Princeton-Fung Global Forum Looks at Liberty in the Digital Age

March 23rd, 2017 / Development Com...
President Christopher L. Eisgruber '83 addresses the Princeton-Fung Global Forum in Berlin

President Christopher L. Eisgruber '83 discussed the importance of critical thinking in the digital age at the Princeton-Fung Global Forum in Berlin.

In a world filled with cyber hacks, communication silos, fake news and government surveillance, can liberty really survive the digital age?

That question—which is playing out in real time across the globe—was the focus of the 2017 Princeton-Fung Global Forum held in Berlin on March 20 and 21. The event, established in 2012 through a generous gift from William Fung ’70, drew university leaders and policymakers from around the world.

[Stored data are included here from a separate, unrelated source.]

//! Directed dependency graph over scoped task identities.
//!
//! Adjacency is kept in insertion-ordered maps so every traversal, including
//! the topological sort, is reproducible for a given input.

use indexmap::{IndexMap, IndexSet};
use std::collections::VecDeque;

use crate::{
    error::{F2sError, Result},
    scope::{Scope, TaskKey},
    source::{SerializedGraph, TaskSource},
    task::TaskDescriptor,
};

#[derive(Debug, Clone, Default)]
pub struct DependencyGraph {
    successors: IndexMap<TaskKey, IndexSet<TaskKey>>,
    predecessors: IndexMap<TaskKey, IndexSet<TaskKey>>,
    tasks: IndexMap<TaskKey, TaskDescriptor>,
}

impl DependencyGraph {
    pub fn new() -> Self {
        Self::default()
    }

    /// Graph of a flat task list: all local and cross edges plus isolated tasks.
    pub fn from_tasks(tasks: impl IntoIterator<Item = TaskDescriptor>) -> Self {
        let mut graph = DependencyGraph::new();
        for task in tasks {
            graph.insert_task(task);
        }
        graph
    }

    pub fn add_node(&mut self, key: TaskKey) {
        self.successors.entry(key.clone()).or_default();
        self.predecessors.entry(key).or_default();
    }

    /// Add `from -> to`; returns `false` for self-loops and repeated edges.
    pub fn add_edge(&mut self, from: TaskKey, to: TaskKey) -> bool {
        if from == to {
            return false;
        }
        self.add_node(from.clone());
        self.add_node(to.clone());
        let inserted = self
            .successors
            .get_mut(&from)
            .map(|succ| succ.insert(to.clone()))
            .unwrap_or(false);
        if let Some(pred) = self.predecessors.get_mut(&to) {
            pred.insert(from);
        }
        inserted
    }

    /// Register a task node with its descriptor and every edge it induces.
    pub fn insert_task(&mut self, task: TaskDescriptor) {
        let key = task.key();
        self.add_node(key.clone());
        let edges: Vec<_> = task.edges().chain(task.cross_edges()).collect();
        for (from, to) in edges {
            self.add_edge(from, to);
        }
        if let Some(previous) = self.tasks.insert(key.clone(), task) {
            tracing::warn!(
                "task {} defined more than once (kind {}); keeping the last definition",
                key,
                previous.kind
            );
        }
    }

    pub fn task(&self, key: &TaskKey) -> Option<&TaskDescriptor> {
        self.tasks.get(key)
    }

    pub fn tasks(&self) -> impl Iterator<Item = &TaskDescriptor> {
        self.tasks.values()
    }

    pub fn nodes(&self) -> impl Iterator<Item = &TaskKey> {
        self.successors.keys()
    }

    pub fn contains(&self, key: &TaskKey) -> bool {
        self.successors.contains_key(key)
    }

    pub fn node_count(&self) -> usize {
        self.successors.len()
    }

    pub fn edge_count(&self) -> usize {
        self.successors.values().map(IndexSet::len).sum()
    }

    pub fn has_edge(&self, from: &TaskKey, to: &TaskKey) -> bool {
        self.successors
            .get(from)
            .is_some_and(|succ| succ.contains(to))
    }

    pub fn successors<'a>(
        &'a self,
        key: &TaskKey,
    ) -> impl Iterator<Item = &'a TaskKey> + use<'a> {
        self.successors.get(key).into_iter().flatten()
    }

    pub fn predecessors<'a>(
        &'a self,
        key: &TaskKey,
    ) -> impl Iterator<Item = &'a TaskKey> + use<'a> {
        self.predecessors.get(key).into_iter().flatten()
    }

    pub fn edges(&self) -> impl Iterator<Item = (&TaskKey, &TaskKey)> {
        self.successors
            .iter()
            .flat_map(|(from, succ)| succ.iter().map(move |to| (from, to)))
    }

    /// Kahn's algorithm; ties are broken by insertion order.
    pub fn topological_sort(&self) -> Result<Vec<&TaskKey>> {
        let mut in_degree: IndexMap<&TaskKey, usize> = self
            .predecessors
            .iter()
            .map(|(key, pred)| (key, pred.len()))
            .collect();
        let mut ready: VecDeque<&TaskKey> = in_degree
            .iter()
            .filter(|(_, degree)| **degree == 0)
            .map(|(key, _)| *key)
            .collect();

        let mut order = Vec::with_capacity(self.successors.len());
        while let Some(key) = ready.pop_front() {
            order.push(key);
            for next in self.successors(key) {
                if let Some(degree) = in_degree.get_mut(next) {
                    *degree -= 1;
                    if *degree == 0 {
                        ready.push_back(next);
                    }
                }
            }
        }

        if order.len() != self.successors.len() {
            let nodes = in_degree
                .into_iter()
                .filter(|(_, degree)| *degree > 0)
                .map(|(key, _)| key.canonical_name())
                .collect();
            return Err(F2sError::Cycle { nodes });
        }
        Ok(order)
    }
}

/// Assembles the graph of the requested scopes from a task source.
pub struct GraphBuilder<'a> {
    source: &'a dyn TaskSource,
}

impl<'a> GraphBuilder<'a> {
    pub fn new(source: &'a dyn TaskSource) -> Self {
        GraphBuilder { source }
    }

    pub fn build(&self, env: &str, scopes: &[Scope]) -> Result<DependencyGraph> {
        let serialized = self.source.fetch_graph(env)?;
        build_from_serialized(serialized, env, scopes)
    }
}

/// Graph of `scopes` out of an already fetched serialized graph.
pub fn build_from_serialized(
    mut serialized: SerializedGraph,
    env: &str,
    scopes: &[Scope],
) -> Result<DependencyGraph> {
    let mut graph = DependencyGraph::new();
    for scope in scopes {
        let tasks = serialized
            .tasks_graph
            .swap_remove(scope)
            .ok_or_else(|| F2sError::MissingScope {
                scope: scope.to_string(),
                env: env.to_string(),
            })?;
        tracing::debug!("{} tasks in {}", tasks.len(), scope);
        for mut task in tasks {
            if task.parameters.is_empty()
                && let Some(entry) = serialized.tasks_directory.get(&task.id)
            {
                task.parameters = entry.parameters.clone();
            }
            graph.insert_task(task);
        }
    }
    Ok(graph)
}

The forum featured several addresses by leaders at the digital vanguard. Internet pioneer and Google Vice President Vint Cerf spoke on the past, present and future of the Internet; Microsoft President and Chief Legal Officer Bradford Smith ’81 made the case for a “digital Geneva Convention”; former European Commission Vice President and Commissioner for Digital Economy and Society Neelie Kroes explored whether we have lost control of the Internet; and Roger Dingledine, president and co-developer of the Tor Project, which enables anonymous communication online, discussed Internet privacy in the age of “big surveillance.”

Several Princeton faculty members participated in panel discussions:

  • Joel Reidenberg, the inaugural Microsoft Visiting Professor of Information Technology Policy, addressed the way worldwide access to the Internet has blurred myriad boundaries: legal, geographic, cultural, and public/private. 
  • David Dobkin, the Phillip Y. Goldman ’86 Professor in Computer Science, tackled surveillance, data collection, and the boundaries of privacy and human rights vs. security. 
  • Professor of Computer Science Nick Feamster’s panel examined tradeoffs of vulnerability vs. efficiency for the “Internet of Things,” where the physical world and the Internet converge in web-connected objects. 
  • Edward Felten, director of the Center for Information Technology Policy and the Robert E. Kahn Professor of Computer Science and Public Affairs, explored the governance of a world dependent on digital tools but also increasingly vulnerable to cyber weapons that can put liberty and safety at risk. 
  • Jennifer Rexford ’91, chair of Princeton’s Department of Computer Science and the Gordon Y. S. Wu Professor in Engineering, discussed the effects of unfiltered, open access to information vs. access (denied) to the digital world.
  • Sociology professor Matthew Salganik’s panel weighed communication silos and the spread of fake news against the use of media to connect and unite large numbers of people to effect change. 

At the end of the two-day global conference, Princeton University President Christopher L. Eisgruber ’83 thanked participants and shared a final thought: “Liberty depends on critical thought, and there's no liberty without privacy.”